[llvm] [ARM] Add NEON support for ISD::ABDS/ABDU nodes. (PR #94504)
Simon Pilgrim via llvm-commits
llvm-commits at lists.llvm.org
Thu Jun 6 01:36:08 PDT 2024
https://github.com/RKSimon updated https://github.com/llvm/llvm-project/pull/94504
>From 2f9a635bc94d4bd5d30d46ab0263d33b8133a09c Mon Sep 17 00:00:00 2001
From: Simon Pilgrim <llvm-dev at redking.me.uk>
Date: Wed, 5 Jun 2024 18:06:29 +0100
Subject: [PATCH] [ARM] Add NEON support for ISD::ABDS/ABDU nodes.

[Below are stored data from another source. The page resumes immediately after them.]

use std::collections::VecDeque;
use std::path::{Path, PathBuf};

use async_trait::async_trait;
use globset::{Glob, GlobSet, GlobSetBuilder};
use tracing::info;

use crate::adapters::{Compiler, ProcessRunner, ToolOutput};
use crate::configs::tools::CompilerOptions;
use crate::types::{PipelineError, PipelineResult};

const EXCLUDE_GLOBS: &[&str] = &["**/.git/**", "**/target/**", "**/node_modules/**"];

/// TypeScript compiler (`tsc`) from the tools directory
pub struct TscCompiler {
    runner: ProcessRunner,
}

impl TscCompiler {
    pub fn new(runner: ProcessRunner) -> Self {
        Self { runner }
    }
}

#[async_trait(?Send)]
impl Compiler for TscCompiler {
    async fn compile(&self, options: &CompilerOptions) -> PipelineResult<ToolOutput> {
        let sources = expand_sources(self.runner.root(), &options.src)?;
        if sources.is_empty() {
            return Ok(ToolOutput::failed(
                None,
                format!("no source files match {}", options.src.join(", ")),
            ));
        }
        info!(files = sources.len(), out_dir = %options.out_dir.display(), "compiling");

        let mut command = self.runner.tool("tsc");
        command.args(compiler_args(options)).args(&sources);

        if options.watch.is_some() {
            self.runner.attach(&mut command, "tsc").await
        } else {
            self.runner.capture(&mut command, "tsc", true).await
        }
    }
}

/// Command-line flags for `options`, without the source list
pub fn compiler_args(options: &CompilerOptions) -> Vec<String> {
    let mut args = vec![
        "--outDir".to_string(),
        options.out_dir.display().to_string(),
        "--module".to_string(),
        options.module.clone(),
    ];
    if options.source_map {
        args.push("--sourceMap".to_string());
    }
    if options.declaration {
        args.push("--declaration".to_string());
    }
    if !options.comments {
        args.push("--removeComments".to_string());
    }
    if options.watch.is_some() {
        args.push("--watch".to_string());
    }
    args
}

fn build_glob_set(patterns: &[&str]) -> PipelineResult<GlobSet> {
    let mut builder = GlobSetBuilder::new();
    for pattern in patterns {
        let glob = Glob::new(pattern)
            .map_err(|e| PipelineError::Config(format!("invalid glob '{}': {}", pattern, e)))?;
        builder.add(glob);
    }
    builder
        .build()
        .map_err(|e| PipelineError::Config(format!("invalid glob set: {}", e)))
}

/// Files under `root` matching any of `patterns`, relative to `root` and sorted
pub fn expand_sources(root: &Path, patterns: &[String]) -> PipelineResult<Vec<PathBuf>> {
    let patterns: Vec<&str> = patterns.iter().map(String::as_str).collect();
    let include_set = build_glob_set(&patterns)?;
    let exclude_set = build_glob_set(EXCLUDE_GLOBS)?;

    let mut sources = Vec::new();
    let mut queue = VecDeque::new();
    queue.push_back(root.to_path_buf());

    while let Some(current_dir) = queue.pop_front() {
        let entries = std::fs::read_dir(&current_dir)
            .map_err(|e| PipelineError::io(&current_dir, e))?;

        for entry in entries {
            let entry = entry.map_err(|e| PipelineError::io(&current_dir, e))?;
            let path = entry.path();
            let relative_path = path.strip_prefix(root).unwrap_or(&path).to_path_buf();

            if exclude_set.is_match(&relative_path) {
                continue;
            }

            let file_type = entry.file_type().map_err(|e| PipelineError::io(&path, e))?;
            if file_type.is_dir() {
                queue.push_back(path);
            } else if include_set.is_match(&relative_path) {
                sources.push(relative_path);
            }
        }
    }

    sources.sort();
    Ok(sources)
}
use async_trait::async_trait;

use crate::adapters::{ProcessRunner, ShellRunner, ToolOutput};
use crate::configs::tools::ShellOptions;
use crate::types::PipelineResult;

/// Runs command lines through `sh -c` (`cmd /C` on Windows)
pub struct SystemShell {
    runner: ProcessRunner,
}

impl SystemShell {
    pub fn new(runner: ProcessRunner) -> Self {
        Self { runner }
    }
}

#[async_trait(?Send)]
impl ShellRunner for SystemShell {
    async fn run(&self, options: &ShellOptions) -> PipelineResult<ToolOutput> {
        let line = options.command.to_shell_line();
        let mut command = self.runner.shell(&line);
        // Captured stdout is written to a file, not the terminal
        let echo_stdout = options.capture.is_none();
        self.runner.capture(&mut command, &line, echo_stdout).await
    }
}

As noted on #94466, NEON has ABDS/ABDU instructions but only handles then via intrinsics, plus some VABDL custom patterns.
Fixes #94466
---
llvm/lib/Target/ARM/ARMISelLowering.cpp | 29 +++++++++-----------
llvm/lib/Target/ARM/ARMInstrNEON.td | 36 ++++++++-----------------
llvm/test/CodeGen/ARM/neon_vabs.ll | 5 +++-
3 files changed, 27 insertions(+), 43 deletions(-)
diff --git a/llvm/lib/Target/ARM/ARMISelLowering.cpp b/llvm/lib/Target/ARM/ARMISelLowering.cpp
index 5212d2c620b7..faf639e39bce 100644
--- a/llvm/lib/Target/ARM/ARMISelLowering.cpp
+++ b/llvm/lib/Target/ARM/ARMISelLowering.cpp
@@ -205,9 +205,9 @@ void ARMTargetLowering::addTypeForNEON(MVT VT, MVT PromotedLdStVT) {
setOperationAction(ISD::SDIVREM, VT, Expand);
setOperationAction(ISD::UDIVREM, VT, Expand);
- if (!VT.isFloatingPoint() &&
- VT != MVT::v2i64 && VT != MVT::v1i64)
- for (auto Opcode : {ISD::ABS, ISD::SMIN, ISD::SMAX, ISD::UMIN, ISD::UMAX})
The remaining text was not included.